Cas’ fingers stilled. “Jack killed him.” He paused. “He kept the snake as well. I was so worried about your head injury I didn’t notice him taking it. He must have put it in his pocket.”
It was a mark of Dean’s exhaustion that he didn’t feel the need to object to the kid bringing an animal into the bunker. “Huh,” he said. “I guess he’s at that age when he’s sneaking pets in the house.” The second boot slipped from his numb fingers and landed on the floor with a soft thud.
“Come on,” Cas said and Dean sank into the memory foam. “Does your chest still hurt?”
“Yes.”
“Your head?”
“Yes.” If Cas pulled the Indiana Jones shit on him, Dean was going to die.
Instead, Cas eased some more beams of grace into his forehead and Dean felt the aches ease somewhat. He closed his eyes and let his exhaustion start to drag over him.

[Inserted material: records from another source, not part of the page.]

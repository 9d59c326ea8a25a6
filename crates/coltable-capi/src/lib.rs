#![warn(missing_docs)]
//! C API for the coltable engine
//!
//! This crate provides a C-compatible interface to `coltable`, for callers
//! that cannot link against the Rust types directly (Julia, Python, C++).
//! Every function forwards to exactly one engine operation after converting
//! its arguments.
//!
//! ## Design patterns
//!
//! - Opaque table handle with `_private: *const c_void`
//! - Explicit lifecycle: `ctb_table_new` / `ctb_table_open` / `ctb_table_close`
//! - Status codes for error handling, message via `ctb_last_error_message`
//! - Query-then-fill for every variable-length output: the required length
//!   is reported through `out_len`, a null buffer only queries, an undersized
//!   buffer is rejected with `CTB_BUFFER_TOO_SMALL` (text is truncated and
//!   null terminated within the buffer, numeric arrays are left untouched)
//! - `catch_unwind` to prevent Rust panics from crossing FFI boundary

// C API requires unsafe operations with raw pointers
#![allow(clippy::not_unsafe_ptr_arg_deref)]

#[macro_use]
mod macros;

mod column;
mod init;
mod keyword;
mod table;
mod types;

pub use column::*;
pub use init::*;
pub use keyword::*;
pub use table::*;
pub use types::*;

use std::ffi::CStr;

use coltable::TableError;

/// Status code type for C API
pub type StatusCode = libc::c_int;

/// Operation completed successfully.
pub const CTB_SUCCESS: StatusCode = 0;
/// A null pointer was passed where a valid pointer was required.
pub const CTB_NULL_POINTER: StatusCode = -1;
/// An invalid argument was provided (bad shape, row number, option, UTF-8).
pub const CTB_INVALID_ARGUMENT: StatusCode = -2;
/// The type tag is unknown or cannot be used for a column.
pub const CTB_UNSUPPORTED_TYPE: StatusCode = -3;
/// The named table, column or keyword does not exist.
pub const CTB_NOT_FOUND: StatusCode = -4;
/// The provided output buffer is too small for the result.
pub const CTB_BUFFER_TOO_SMALL: StatusCode = -5;
/// An internal error occurred (e.g., a panic was caught).
pub const CTB_INTERNAL_ERROR: StatusCode = -6;
/// Reading or writing the table on disk failed.
pub const CTB_IO_ERROR: StatusCode = -7;
/// The table was opened read only.
pub const CTB_NOT_WRITABLE: StatusCode = -8;
/// The column holds a different element type than requested.
pub const CTB_TYPE_MISMATCH: StatusCode = -9;
/// A column or file with that name already exists.
pub const CTB_ALREADY_EXISTS: StatusCode = -10;
/// The engine was already initialized with a different configuration.
pub const CTB_ALREADY_INITIALIZED: StatusCode = -11;

// ============================================================================
// Thread-local error message storage
// ============================================================================

use std::cell::RefCell;

thread_local! {
    static LAST_ERROR: RefCell<String> = const { RefCell::new(String::new()) };
}

/// Store an error message in thread-local storage.
fn set_last_error(msg: &str) {
    LAST_ERROR.with(|cell| {
        *cell.borrow_mut() = msg.to_string();
    });
}

/// Store an error and return a status code.
pub(crate) fn err_status<E: std::fmt::Display>(err: E, code: StatusCode) -> StatusCode {
    set_last_error(&err.to_string());
    code
}

/// Status code for an engine error.
pub(crate) fn status_of(err: &TableError) -> StatusCode {
    match err {
        TableError::NotFound { .. } => CTB_NOT_FOUND,
        TableError::AlreadyExists { .. } => CTB_ALREADY_EXISTS,
        TableError::UnknownTypeTag { .. } | TableError::UnsupportedType(_) => CTB_UNSUPPORTED_TYPE,
        TableError::TypeMismatch { .. } => CTB_TYPE_MISMATCH,
        TableError::ShapeMismatch { .. }
        | TableError::RowOutOfRange { .. }
        | TableError::InvalidArgument(_) => CTB_INVALID_ARGUMENT,
        TableError::NotWritable(_) => CTB_NOT_WRITABLE,
        TableError::AlreadyInitialized => CTB_ALREADY_INITIALIZED,
        TableError::Format { .. } | TableError::Io(_) | TableError::Description(_) => CTB_IO_ERROR,
    }
}

/// Store an engine error and return its status code.
pub(crate) fn table_err(err: TableError) -> StatusCode {
    tracing::debug!(error = %err, "call failed");
    let code = status_of(&err);
    err_status(err, code)
}

/// Unwrap a `catch_unwind` result, storing any panic message.
pub(crate) fn unwrap_catch(result: std::thread::Result<StatusCode>) -> StatusCode {
    match result {
        Ok(code) => code,
        Err(panic) => {
            let msg = panic_message(&panic);
            set_last_error(&msg);
            CTB_INTERNAL_ERROR
        }
    }
}

fn panic_message(info: &Box<dyn std::any::Any + Send>) -> String {
    if let Some(s) = info.downcast_ref::<&str>() {
        s.to_string()
    } else if let Some(s) = info.downcast_ref::<String>() {
        s.clone()
    } else {
        "Unknown panic".to_string()
    }
}

/// Convert a C string pointer to a Rust `&str`, distinguishing null from invalid UTF-8.
pub(crate) fn cstr_to_str_checked<'a>(ptr: *const libc::c_char) -> Result<&'a str, StatusCode> {
    if ptr.is_null() {
        return Err(CTB_NULL_POINTER);
    }
    unsafe { CStr::from_ptr(ptr) }
        .to_str()
        .map_err(|_| err_status("string argument is not valid UTF-8", CTB_INVALID_ARGUMENT))
}

/// Like [`cstr_to_str_checked`], but null maps to `None`.
pub(crate) fn cstr_to_opt_str<'a>(ptr: *const libc::c_char) -> Result<Option<&'a str>, StatusCode> {
    if ptr.is_null() {
        Ok(None)
    } else {
        cstr_to_str_checked(ptr).map(Some)
    }
}

/// Copy `text` into a caller buffer as a null-terminated string.
///
/// `out_len` always receives the required length including the terminator.
/// A null `buf` only queries. If the buffer is too small the text is
/// truncated at a character boundary to fit `buf_len - 1` bytes, terminated,
/// and `CTB_BUFFER_TOO_SMALL` is returned. Nothing is written past `buf_len`.
pub(crate) fn write_text(
    text: &str,
    buf: *mut u8,
    buf_len: libc::size_t,
    out_len: *mut libc::size_t,
) -> StatusCode {
    let required_len = text.len() + 1; // +1 for null terminator
    unsafe { *out_len = required_len };

    if buf.is_null() {
        return CTB_SUCCESS;
    }
    if buf_len == 0 {
        return CTB_BUFFER_TOO_SMALL;
    }

    let mut n = text.len().min(buf_len - 1);
    while !text.is_char_boundary(n) {
        n -= 1;
    }
    unsafe {
        std::ptr::copy_nonoverlapping(text.as_ptr(), buf, n);
        *buf.add(n) = 0; // null terminator
    }

    if n < text.len() {
        CTB_BUFFER_TOO_SMALL
    } else {
        CTB_SUCCESS
    }
}

/// Copy `data` into a caller buffer using the query-then-fill pattern.
///
/// `out_len` always receives `data.len()`. A null `buf` only queries; an
/// undersized buffer is left untouched and `CTB_BUFFER_TOO_SMALL` returned.
pub(crate) fn write_slice<T: Copy>(
    data: &[T],
    buf: *mut T,
    buf_len: libc::size_t,
    out_len: *mut libc::size_t,
) -> StatusCode {
    unsafe { *out_len = data.len() };

    if buf.is_null() {
        return CTB_SUCCESS;
    }
    if buf_len < data.len() {
        return err_status(
            format!("buffer holds {buf_len} elements, {} required", data.len()),
            CTB_BUFFER_TOO_SMALL,
        );
    }

    unsafe {
        std::ptr::copy_nonoverlapping(data.as_ptr(), buf, data.len());
    }
    CTB_SUCCESS
}

/// View a caller array as a slice; null is accepted only for `len == 0`.
pub(crate) fn slice_from_raw<'a, T>(ptr: *const T, len: usize) -> Result<&'a [T], StatusCode> {
    if len == 0 {
        return Ok(&[]);
    }
    if ptr.is_null() {
        return Err(CTB_NULL_POINTER);
    }
    Ok(unsafe { std::slice::from_raw_parts(ptr, len) })
}

/// Retrieve the last error message.
///
/// # Arguments
/// * `buf` - Output buffer for the error message (UTF-8, null-terminated).
///   Pass null to query required length only.
/// * `buf_len` - Size of the buffer in bytes.
/// * `out_len` - Output: required buffer length including null terminator.
///
/// # Returns
/// * `CTB_SUCCESS` - Message written (or length query succeeded).
/// * `CTB_NULL_POINTER` - `out_len` is null.
/// * `CTB_BUFFER_TOO_SMALL` - Buffer too small; the message was truncated.
#[unsafe(no_mangle)]
pub extern "C" fn ctb_last_error_message(
    buf: *mut u8,
    buf_len: libc::size_t,
    out_len: *mut libc::size_t,
) -> StatusCode {
    if out_len.is_null() {
        return CTB_NULL_POINTER;
    }

    LAST_ERROR.with(|cell| {
        let msg = cell.borrow();
        write_text(&msg, buf, buf_len, out_len)
    })
}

“You know,” he mumbled, half into the pillow, “the kid’ll be ok. Even without ….” He trailed off, too sleepy to finish the sentence. “He’s a good kid,” he slurred. “Takes after his dad.” A second later he realized what he’d said. “Meant you, not ….”

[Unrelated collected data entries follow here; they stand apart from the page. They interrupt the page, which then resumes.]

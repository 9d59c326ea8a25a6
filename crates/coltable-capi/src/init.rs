//! Process-wide initialization
//!
//! `ctb_init` is optional. Without it the engine configures itself from the
//! `COLTABLE_*` environment variables on first use.

use std::panic::{AssertUnwindSafe, catch_unwind};

use coltable::{EndianFormat, EngineConfig, StorageKind};
use tracing_subscriber::EnvFilter;

use crate::{
    CTB_INVALID_ARGUMENT, CTB_SUCCESS, StatusCode, cstr_to_opt_str, err_status, table_err,
    unwrap_catch,
};

/// Install a stderr log subscriber unless the host already set one.
fn install_subscriber(filter: EnvFilter) {
    let installed = tracing_subscriber::fmt()
        .with_env_filter(filter)
        .with_writer(std::io::stderr)
        .try_init()
        .is_ok();
    tracing::debug!(installed, "log subscriber");
}

/// Initialize the engine configuration.
///
/// Each argument may be null or empty to keep the value from the
/// environment (`COLTABLE_ENDIAN`, `COLTABLE_STORAGE`, `COLTABLE_LOG`) or the
/// built-in default. The log subscriber is installed only once the
/// configuration has been accepted.
///
/// # Arguments
/// * `default_endian` - `big`, `little` or `local`; used for `aipsrc` and null endian options
/// * `default_storage` - `plain` or `memory`; used when `ctb_table_new` gets a null memory type
/// * `log_filter` - `tracing` filter directive, e.g. `coltable=debug`. Logs go to stderr
///
/// # Returns
/// * `CTB_SUCCESS` - Initialized, or already initialized with the same settings
/// * `CTB_ALREADY_INITIALIZED` - The engine already runs with other settings
/// * `CTB_INVALID_ARGUMENT` - Unknown endian or storage name, bad log filter, or invalid UTF-8
#[unsafe(no_mangle)]
pub extern "C" fn ctb_init(
    default_endian: *const libc::c_char,
    default_storage: *const libc::c_char,
    log_filter: *const libc::c_char,
) -> StatusCode {
    let endian = match cstr_to_opt_str(default_endian) {
        Ok(s) => s,
        Err(code) => return code,
    };
    let storage = match cstr_to_opt_str(default_storage) {
        Ok(s) => s,
        Err(code) => return code,
    };
    let log_filter = match cstr_to_opt_str(log_filter) {
        Ok(s) => s,
        Err(code) => return code,
    };

    let result = catch_unwind(AssertUnwindSafe(|| {
        let mut config = EngineConfig::from_env();
        if let Some(endian) = endian.filter(|s| !s.is_empty()) {
            config.default_endian = match endian.parse::<EndianFormat>() {
                Ok(e) => e,
                Err(err) => return table_err(err),
            };
        }
        if let Some(storage) = storage.filter(|s| !s.is_empty()) {
            config.default_storage = match storage.parse::<StorageKind>() {
                Ok(kind) => kind,
                Err(err) => return table_err(err),
            };
        }
        if let Some(filter) = log_filter.filter(|s| !s.is_empty()) {
            config.log_filter = Some(filter.to_string());
        }

        let filter = match config.log_filter.as_deref().map(EnvFilter::try_new).transpose() {
            Ok(filter) => filter,
            Err(err) => {
                return err_status(format!("invalid log filter: {err}"), CTB_INVALID_ARGUMENT);
            }
        };

        match coltable::init(config) {
            Ok(()) => {
                if let Some(filter) = filter {
                    install_subscriber(filter);
                }
                CTB_SUCCESS
            }
            Err(err) => table_err(err),
        }
    }));

    unwrap_catch(result)
}

/// Check whether the engine configuration has been set.
///
/// # Returns
/// 1 after `ctb_init` or the first table operation, 0 before
#[unsafe(no_mangle)]
pub extern "C" fn ctb_is_initialized() -> i32 {
    i32::from(coltable::is_initialized())
}

#[cfg(test)]
mod tests {
    use super::*;
    use std::ffi::CString;

    #[test]
    fn test_init_rejects_bad_endian() {
        for endian in ["middle", "aipsrc"] {
            let endian = CString::new(endian).unwrap();
            let status = ctb_init(endian.as_ptr(), std::ptr::null(), std::ptr::null());
            assert_eq!(status, CTB_INVALID_ARGUMENT);
        }
    }

    #[test]
    fn test_init_rejects_bad_log_filter() {
        let filter = CString::new("coltable=loud").unwrap();
        let status = ctb_init(std::ptr::null(), std::ptr::null(), filter.as_ptr());
        assert_eq!(status, CTB_INVALID_ARGUMENT);
        let message = crate::LAST_ERROR.with(|cell| cell.borrow().clone());
        assert!(message.contains("log filter"));
    }

    #[test]
    fn test_init_rejects_bad_storage_before_initializing() {
        let storage = CString::new("tape").unwrap();
        let status = ctb_init(std::ptr::null(), storage.as_ptr(), std::ptr::null());
        assert_eq!(status, CTB_INVALID_ARGUMENT);
    }

    #[test]
    fn test_init_same_config_twice() {
        // Whatever the first call settles on, repeating it must succeed
        let first = ctb_init(std::ptr::null(), std::ptr::null(), std::ptr::null());
        assert!(first == CTB_SUCCESS || first == crate::CTB_ALREADY_INITIALIZED);
        assert_eq!(ctb_is_initialized(), 1);
        let current = coltable::engine::config().clone();
        let endian = CString::new(current.default_endian.to_string()).unwrap();
        let storage = CString::new(match current.default_storage {
            coltable::StorageKind::Plain => "plain",
            coltable::StorageKind::Memory => "memory",
        })
        .unwrap();
        let filter = current.log_filter.as_deref().map(|f| CString::new(f).unwrap());
        let status = ctb_init(
            endian.as_ptr(),
            storage.as_ptr(),
            filter.as_ref().map_or(std::ptr::null(), |f| f.as_ptr()),
        );
        assert_eq!(status, CTB_SUCCESS);
    }

    #[test]
    fn test_init_conflicting_config() {
        let _ = ctb_init(std::ptr::null(), std::ptr::null(), std::ptr::null());
        let other = match coltable::engine::config().default_endian {
            EndianFormat::Big => "little",
            EndianFormat::Little => "big",
        };
        let other = CString::new(other).unwrap();
        let filter = CString::new("coltable=trace").unwrap();
        assert_eq!(
            ctb_init(other.as_ptr(), std::ptr::null(), filter.as_ptr()),
            crate::CTB_ALREADY_INITIALIZED
        );
        // A refused configuration leaves logging to the host
        if std::env::var_os("COLTABLE_LOG").is_none() {
            assert!(!tracing::dispatcher::has_been_set());
        }
    }
}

Cas was quiet and then his fingers were in Dean’s hair again. “We’ll worry about it tomorrow.”
“Mkay, Scarlett.”
“I dislike that movie. It glorifies the Confederacy, and -- ”

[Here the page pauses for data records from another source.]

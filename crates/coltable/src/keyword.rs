//! Table keywords.

use std::fmt;

use indexmap::IndexMap;
use serde::{Deserialize, Serialize};

use crate::error::{Result, TableError};

/// Value of a table keyword.
#[derive(Debug, Clone, PartialEq, Serialize, Deserialize)]
#[serde(tag = "type", content = "value", rename_all = "lowercase")]
pub enum KeywordValue {
    Bool(bool),
    Int(i64),
    Double(f64),
    Complex { re: f32, im: f32 },
    String(String),
    /// Reference to a subtable by path
    Table(String),
}

impl KeywordValue {
    /// Text form used by string keyword reads.
    pub fn as_string(&self) -> String {
        self.to_string()
    }
}

impl fmt::Display for KeywordValue {
    fn fmt(&self, f: &mut fmt::Formatter<'_>) -> fmt::Result {
        match self {
            Self::Bool(v) => write!(f, "{v}"),
            Self::Int(v) => write!(f, "{v}"),
            Self::Double(v) => write!(f, "{v}"),
            Self::Complex { re, im } => write!(f, "({re},{im})"),
            Self::String(v) | Self::Table(v) => f.write_str(v),
        }
    }
}

impl From<&str> for KeywordValue {
    fn from(value: &str) -> Self {
        Self::String(value.to_string())
    }
}

impl From<String> for KeywordValue {
    fn from(value: String) -> Self {
        Self::String(value)
    }
}

impl From<i64> for KeywordValue {
    fn from(value: i64) -> Self {
        Self::Int(value)
    }
}

impl From<f64> for KeywordValue {
    fn from(value: f64) -> Self {
        Self::Double(value)
    }
}

impl From<bool> for KeywordValue {
    fn from(value: bool) -> Self {
        Self::Bool(value)
    }
}

/// Ordered keyword set of a table.
#[derive(Debug, Clone, Default, PartialEq, Serialize, Deserialize)]
#[serde(transparent)]
pub struct KeywordSet {
    fields: IndexMap<String, KeywordValue>,
}

impl KeywordSet {
    pub fn len(&self) -> usize {
        self.fields.len()
    }

    pub fn is_empty(&self) -> bool {
        self.fields.is_empty()
    }

    pub fn get(&self, name: &str) -> Result<&KeywordValue> {
        self.fields
            .get(name)
            .ok_or_else(|| TableError::keyword_not_found(name))
    }

    /// Insert or replace a keyword, keeping the position of a replaced one.
    pub fn put(&mut self, name: &str, value: KeywordValue) -> Result<()> {
        if name.is_empty() {
            return Err(TableError::InvalidArgument(
                "keyword name must not be empty".to_string(),
            ));
        }
        self.fields.insert(name.to_string(), value);
        Ok(())
    }

    pub fn remove(&mut self, name: &str) -> Result<KeywordValue> {
        self.fields
            .shift_remove(name)
            .ok_or_else(|| TableError::keyword_not_found(name))
    }

    pub fn names(&self) -> impl Iterator<Item = &str> {
        self.fields.keys().map(String::as_str)
    }
}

Dean was asleep before Cas could finish the sentence.
  Castiel sat by Dean’s bedside for a long time.
Dean’s forehead was creased and there were a couple of tear tracks on his face from his panic attack earlier, and Castiel wanted nothing more than to wrap his vessel around Dean’s body and hold him – to keep all the demons, external and internal, at bay.
There was only one thing Castiel had succeeded at more often than he’d failed, and that was protect Dean Winchester.
Not that he was particularly adept at that, but then he had saved Dean from Hell.
The same couldn’t be said for Jack Kline.
Jack had a good heart and the intellectual capability to tell right from wrong. But he was young and, to Castiel’s mind, overly confident about things that were far from certain. He obviously thought his soul was a small price to pay to kill Michael once and for all. He thought of himself as the chicken, not the snake. It’s worth the cost, he’d told Michael, right before he’d said, I’m the son of Lucifer.
Perhaps Dean was right.
But Dean hadn’t been there when Jack asked Castiel how Sam and Mary and Bobby planned to kill Michael if he didn’t leave Dean. He hadn’t seen the look on Jack’s face when Michael told him he was a job to them all, not a son.
Castiel knew Jack had loved him and the Winchesters. He wasn’t sure now, without a soul, Jack still did.
He wasn’t sure what to make of a man who’d trade his own soul for the power to kill his enemy.
Because when Jack took Michael’s grace – when he spread his wings through the room and resonated with divine energy – he hadn’t had the light Castiel remembered from Michael, back when he’d been another soldier in Heaven’s garrison, in awe of his glorious commander.
No, Jack had burned brighter than Michael – as bright as the morning star.